Compositional simulation of fractured shale reservoir with distribution of nanopores using coupled multi-porosity and EDFM method

Shale reservoir contains highly heterogenous pore systems due to the wide-range distributions of nanopores in shale matrix and hydraulic/natural fractures. To explicitly include pore size distribution in simulation of shale reservoir, a multi-porosity model is applied to subdivide the matrix into multiple continua based on experimental pore size data. Each continuum has its own pore size, porosity and permeability, as well as other petrophysical properties. Besides, the embedded discrete fracture model (EDFM) is coupled with multi-porosity model to describe the complex fractures networks with any angles and intersections. To evaluate effects of pore size distribution on production, compositional simulation is conducted in a fractured shale reservoir using different number of continua in shale matrix. Simulation results show that the use of multiple continua results in lower oil and gas production. Different pressures, oil and gas saturations and compositions are observed in different continua.

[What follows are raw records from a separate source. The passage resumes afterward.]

//! Lifecycle controller - the single owner of TidyUp's state.
//!
//! The controller loads state at startup, reacts to [`Intent`]s from the
//! shell, persists after every mutation, and persists once more on quit.
//! It is the only code that touches the state files, so no locking is
//! needed.

use crate::config::{ConfigError, TidyConfig};
use crate::intents::{Intent, IntentReceiver};
use crate::persistence::{
    self, check_timestamp_now, load_settings, save_settings, CodecError, DirectoryEntry,
    FileEntry, Record, Settings, SettingsError, StateError, TrackedState,
};
use thiserror::Error;

#[derive(Error, Debug)]
pub enum LifecycleError {
    #[error(transparent)]
    Config(#[from] ConfigError),

    #[error(transparent)]
    State(#[from] StateError),

    #[error("Failed to save settings: {0}")]
    Settings(#[from] SettingsError),

    #[error("Invalid {kind}: {source}")]
    InvalidEntry {
        kind: &'static str,
        #[source]
        source: CodecError,
    },

    #[error("Not watching {0}")]
    NotWatched(String),

    #[error("Not tracking {0}")]
    NotTracked(String),
}

/// What the event loop should do after an intent.
#[derive(Debug, Clone, Copy, PartialEq, Eq)]
pub enum Flow {
    Continue,
    Exit,
}

pub struct Controller {
    config: TidyConfig,
    state: TrackedState,
    settings: Settings,
    had_prior_state: bool,
}

impl Controller {
    /// Prepare the data directory and load everything from disk.
    ///
    /// Only a missing data directory that can't be created is fatal. Broken
    /// state or settings files are logged and replaced with empty defaults
    /// in memory.
    pub fn start(config: TidyConfig) -> Result<Self, LifecycleError> {
        config.ensure_data_dir()?;
        log::info!("Loading state from {}", config.data_dir().display());

        let init = persistence::initialize(
            &config.file_entry_state_path(),
            &config.directory_entry_state_path(),
        );

        let settings = load_settings(config.data_dir()).unwrap_or_else(|e| {
            log::warn!("Ignoring unreadable settings: {}", e);
            Settings::default()
        });

        log::info!(
            "Watching {} director{}, tracking {} file(s)",
            init.state.directory_entries.len(),
            if init.state.directory_entries.len() == 1 { "y" } else { "ies" },
            init.state.file_entries.len()
        );

        Ok(Self {
            config,
            state: init.state,
            settings,
            had_prior_state: init.had_prior_state,
        })
    }

    pub fn state(&self) -> &TrackedState {
        &self.state
    }

    pub fn settings(&self) -> &Settings {
        &self.settings
    }

    pub fn had_prior_state(&self) -> bool {
        self.had_prior_state
    }

    pub fn config(&self) -> &TidyConfig {
        &self.config
    }

    /// Write both state files.
    pub fn persist(&self) -> Result<(), StateError> {
        persistence::persist(
            &self.config.file_entry_state_path(),
            &self.config.directory_entry_state_path(),
            &self.state,
        )
    }

    /// Apply one intent.
    ///
    /// Entries the state files cannot hold (empty paths, a comma in the first
    /// field, line breaks) are rejected before anything changes.
    /// Mutations are persisted immediately. A failed persist is returned but
    /// the in-memory change is kept, so the next successful save catches up.
    pub fn handle(&mut self, intent: Intent) -> Result<Flow, LifecycleError> {
        let mutates = intent.mutates_state();

        match intent {
            Intent::ToggleStartup => {
                let toggled = Settings {
                    start_on_login: !self.settings.start_on_login,
                };
                save_settings(self.config.data_dir(), &toggled)?;
                self.settings = toggled;
                log::info!(
                    "Start on login {}",
                    if self.settings.start_on_login {
                        "enabled"
                    } else {
                        "disabled"
                    }
                );
            }
            Intent::Quit => {
                log::info!("Quitting, saving state");
                self.persist()?;
                return Ok(Flow::Exit);
            }
            Intent::ListState => self.log_state(),
            Intent::Watch(entry) => {
                check_record(&entry)?;
                self.watch(entry);
            }
            Intent::Unwatch { watch_path } => {
                self.state
                    .remove_directory(&watch_path)
                    .ok_or_else(|| LifecycleError::NotWatched(watch_path.clone()))?;
                log::info!("Stopped watching {}", watch_path);
            }
            Intent::SetAgeThreshold { watch_path, hours } => {
                if !self.state.set_age_threshold(&watch_path, hours) {
                    return Err(LifecycleError::NotWatched(watch_path));
                }
                log::info!("{} now tidies files older than {}h", watch_path, hours);
            }
            Intent::Ignore { path } => {
                if !self.state.set_file_ignored(&path, true) {
                    return Err(LifecycleError::NotTracked(path));
                }
                log::info!("Ignoring {}", path);
            }
            Intent::RecordCheck { path } => {
                let timestamp = check_timestamp_now();
                check_record(&FileEntry::new(path.as_str(), timestamp.as_str(), false))?;
                self.state.record_file_check(&path, timestamp);
            }
        }

        if mutates {
            self.persist()?;
        }
        Ok(Flow::Continue)
    }

    fn watch(&mut self, entry: DirectoryEntry) {
        let watch_path = entry.watch_path.clone();
        if self.state.upsert_directory(entry) {
            log::info!("Updated watch on {}", watch_path);
        } else {
            log::info!("Watching {}", watch_path);
        }
    }

    fn log_state(&self) {
        for entry in &self.state.directory_entries {
            log::info!(
                "watch {} -> {} after {}h",
                entry.watch_path,
                entry.destination_path,
                entry.age_threshold_hours
            );
        }
        for entry in &self.state.file_entries {
            log::info!(
                "file {} checked {}{}",
                entry.path,
                entry.last_checked_timestamp,
                if entry.ignore { " (ignored)" } else { "" }
            );
        }
        log::info!("Start on login: {}", self.settings.start_on_login);
    }

    /// Handle intents until `Quit` or until every sender is gone.
    ///
    /// Intents are applied one at a time in arrival order. Senders wait
    /// while the queue is full, so none are lost.
    ///
    /// Errors from individual intents are logged and the loop keeps going;
    /// nothing is retried. A failed save on `Quit` ends the loop with that
    /// error. If every sender closes without a `Quit`, state is
    /// persisted before returning. Returns the final state.
    pub async fn run(
        mut self,
        mut intents: IntentReceiver,
    ) -> Result<TrackedState, LifecycleError> {
        loop {
            match intents.recv().await {
                Some(intent) => {
                    let quitting = intent == Intent::Quit;
                    match self.handle(intent) {
                        Ok(Flow::Continue) => {}
                        Ok(Flow::Exit) => break,
                        // Quit is never retried; report the failed save and stop
                        Err(e) if quitting => return Err(e),
                        Err(e) => log::error!("{}", e),
                    }
                }
                None => {
                    log::info!("All intent senders closed, saving state");
                    self.persist()?;
                    break;
                }
            }
        }
        Ok(self.state)
    }
}
//! Persistence layer for the watch list, file list, and settings.
//!
//! # Overview
//!
//! This module handles all file I/O for TidyUp's persistent state:
//!
//! - **Codec** - One entry <-> one comma-separated line
//! - **Flat files** - Whole collections as line-oriented text files
//! - **State** - Loading and saving both collections as a pair
//! - **Settings** - User preferences as JSON
//!
//! # File Locations
//!
//! All data lives under the app data directory (see [`crate::config`]):
//!
//! ```text
//! <data dir>/
//! ├── tidyupwatchlist    # watchPath,destinationPath,hours
//! ├── tidyupfilelist     # path,lastChecked,ignore
//! └── settings.json
//! ```
//!
//! # Design Principles
//!
//! ## Atomic Writes
//!
//! All save operations use write-then-rename to prevent corruption:
//!
//! 1. Write to `file.tmp`
//! 2. Rename to `file` (atomic on Unix)
//!
//! ## Partial-Failure Tolerance
//!
//! A malformed line drops that one record. An unreadable file empties that
//! one collection at startup. Neither stops the process.

pub mod codec;
pub mod flat_file;
pub mod settings;
pub mod state;
pub mod types;

// Re-export commonly used items for convenience
pub use codec::{CodecError, Record};
pub use flat_file::{load_lines, read_lines, write_lines, StoreError};
pub use settings::{load_settings, save_settings, SettingsError};
pub use state::{
    initialize, load_state, persist, save_state, Collection, Initialized, LoadedState, StateError,
};
pub use types::*;
//! Line-oriented state files.
//!
//! A state file is UTF-8 text with one record per line. Empty lines and lines
//! starting with `#` are skipped on load so users can annotate the files by
//! hand. This module knows nothing about what the lines mean; see
//! [`super::codec`] for that.
//!
//! Writes go to `<file>.tmp` first and are renamed over the real file, so a
//! crash mid-write leaves the previous contents in place.

use std::fs::{self, File};
use std::io::{self, BufRead, BufReader, BufWriter, Write};
use std::path::{Path, PathBuf};

use thiserror::Error;

/// Error type for flat-file operations.
#[derive(Error, Debug)]
pub enum StoreError {
    #[error("IO error on {}: {source}", path.display())]
    Io {
        path: PathBuf,
        #[source]
        source: io::Error,
    },
}

impl StoreError {
    fn io(path: &Path, source: io::Error) -> Self {
        StoreError::Io {
            path: path.to_path_buf(),
            source,
        }
    }

    /// The file the failed operation was touching.
    pub fn path(&self) -> &Path {
        match self {
            StoreError::Io { path, .. } => path,
        }
    }
}

fn is_record_line(line: &str) -> bool {
    !line.is_empty() && !line.starts_with('#')
}

/// Read the record lines of a state file.
///
/// Returns `Ok(None)` if the file does not exist. Comment and blank lines are
/// dropped, and a trailing `\r` is stripped so files edited on Windows load
/// the same.
pub fn read_lines(path: &Path) -> Result<Option<Vec<String>>, StoreError> {
    let file = match File::open(path) {
        Ok(file) => file,
        Err(e) if e.kind() == io::ErrorKind::NotFound => return Ok(None),
        Err(e) => return Err(StoreError::io(path, e)),
    };

    let mut lines = Vec::new();
    for line in BufReader::new(file).lines() {
        let mut line = line.map_err(|e| StoreError::io(path, e))?;
        if line.ends_with('\r') {
            line.pop();
        }
        if is_record_line(&line) {
            lines.push(line);
        }
    }

    Ok(Some(lines))
}

/// Read the record lines of a state file, treating a missing file as empty.
pub fn load_lines(path: &Path) -> Result<Vec<String>, StoreError> {
    Ok(read_lines(path)?.unwrap_or_default())
}

fn temp_path_for(path: &Path) -> PathBuf {
    let mut name = path
        .file_name()
        .map(|n| n.to_os_string())
        .unwrap_or_default();
    name.push(".tmp");
    path.with_file_name(name)
}

/// Replace a state file with the given lines, one per line.
///
/// # Atomic Write
///
/// The lines are written to a sibling `.tmp` file, flushed to disk and then
/// renamed over `path`. If any step fails the temp file is removed and the
/// original file is left untouched.
///
/// The parent directory must already exist.
pub fn write_lines<I, S>(path: &Path, lines: I) -> Result<(), StoreError>
where
    I: IntoIterator<Item = S>,
    S: AsRef<str>,
{
    let temp_path = temp_path_for(path);

    let result = write_temp(&temp_path, lines).and_then(|()| {
        fs::rename(&temp_path, path).map_err(|e| StoreError::io(path, e))
    });

    if result.is_err() {
        let _ = fs::remove_file(&temp_path);
    }
    result
}

fn write_temp<I, S>(temp_path: &Path, lines: I) -> Result<(), StoreError>
where
    I: IntoIterator<Item = S>,
    S: AsRef<str>,
{
    let file = File::create(temp_path).map_err(|e| StoreError::io(temp_path, e))?;
    let mut writer = BufWriter::new(file);

    for line in lines {
        writeln!(writer, "{}", line.as_ref()).map_err(|e| StoreError::io(temp_path, e))?;
    }

    let file = writer
        .into_inner()
        .map_err(|e| StoreError::io(temp_path, e.into_error()))?;
    file.sync_all().map_err(|e| StoreError::io(temp_path, e))?;

    Ok(())
}

// ============================================================================
// TESTS
// ============================================================================

#[cfg(test)]
mod tests {
    use super::*;
    use tempfile::tempdir;

    #[test]
    fn load_nonexistent_returns_empty() {
        let dir = tempdir().unwrap();
        let path = dir.path().join("missing");

        assert!(load_lines(&path).unwrap().is_empty());
        assert!(read_lines(&path).unwrap().is_none());
    }

    #[test]
    fn skips_comments_and_blank_lines() {
        let dir = tempdir().unwrap();
        let path = dir.path().join("list");
        fs::write(&path, "# header\n\nfirst\n#second\n\n\nthird\n").unwrap();

        let lines = load_lines(&path).unwrap();
        assert_eq!(lines, vec!["first", "third"]);
    }

    #[test]
    fn keeps_file_order_and_last_line_without_newline() {
        let dir = tempdir().unwrap();
        let path = dir.path().join("list");
        fs::write(&path, "c\nb\na").unwrap();

        assert_eq!(load_lines(&path).unwrap(), vec!["c", "b", "a"]);
    }

    #[test]
    fn strips_carriage_returns() {
        let dir = tempdir().unwrap();
        let path = dir.path().join("list");
        fs::write(&path, "one\r\n\r\n# note\r\ntwo\r\n").unwrap();

        assert_eq!(load_lines(&path).unwrap(), vec!["one", "two"]);
    }

    #[test]
    fn only_leading_hash_is_a_comment() {
        let dir = tempdir().unwrap();
        let path = dir.path().join("list");
        fs::write(&path, " # indented\n/a#b,c,d\n").unwrap();

        assert_eq!(load_lines(&path).unwrap(), vec![" # indented", "/a#b,c,d"]);
    }

    #[test]
    fn write_then_read() {
        let dir = tempdir().unwrap();
        let path = dir.path().join("list");

        write_lines(&path, ["alpha", "beta"]).unwrap();

        assert_eq!(fs::read_to_string(&path).unwrap(), "alpha\nbeta\n");
        assert_eq!(load_lines(&path).unwrap(), vec!["alpha", "beta"]);
    }

    #[test]
    fn write_empty_creates_empty_file() {
        let dir = tempdir().unwrap();
        let path = dir.path().join("list");

        write_lines(&path, Vec::<String>::new()).unwrap();

        assert!(path.exists());
        assert_eq!(fs::read_to_string(&path).unwrap(), "");
    }

    #[test]
    fn write_truncates_previous_contents() {
        let dir = tempdir().unwrap();
        let path = dir.path().join("list");
        fs::write(&path, "old1\nold2\nold3\n").unwrap();

        write_lines(&path, ["new"]).unwrap();

        assert_eq!(load_lines(&path).unwrap(), vec!["new"]);
    }

    #[test]
    fn write_leaves_no_temp_file() {
        let dir = tempdir().unwrap();
        let path = dir.path().join("list");

        write_lines(&path, ["x"]).unwrap();

        assert!(!dir.path().join("list.tmp").exists());
    }

    #[test]
    fn write_into_missing_directory_fails() {
        let dir = tempdir().unwrap();
        let path = dir.path().join("no-such-dir").join("list");

        let err = write_lines(&path, ["x"]).unwrap_err();
        assert!(err.path().ends_with("list.tmp"));
        assert!(!path.exists());
    }

    #[test]
    fn read_directory_is_an_error() {
        let dir = tempdir().unwrap();

        // Opening a directory succeeds on Unix but reading it fails; either
        // way it must surface as an error rather than "no prior state".
        let result = read_lines(dir.path());
        assert!(result.is_err());
    }

    #[test]
    fn temp_path_is_sibling() {
        let path = Path::new("/data/tidyupwatchlist");
        assert_eq!(temp_path_for(path), Path::new("/data/tidyupwatchlist.tmp"));
    }
}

To further investigate the effects of distribution of nanopores, oil-gas capillary pressure is rigorously calculated in every continuum. The existence of large capillary pressure leads to different fluid properties in different size of nanopores. Moreover, capillary pressure reduces oil and gas recovery and alters compositions of residuals. The effects of capillary pressure are more significant in the low permeable continua due to smaller pore sizes.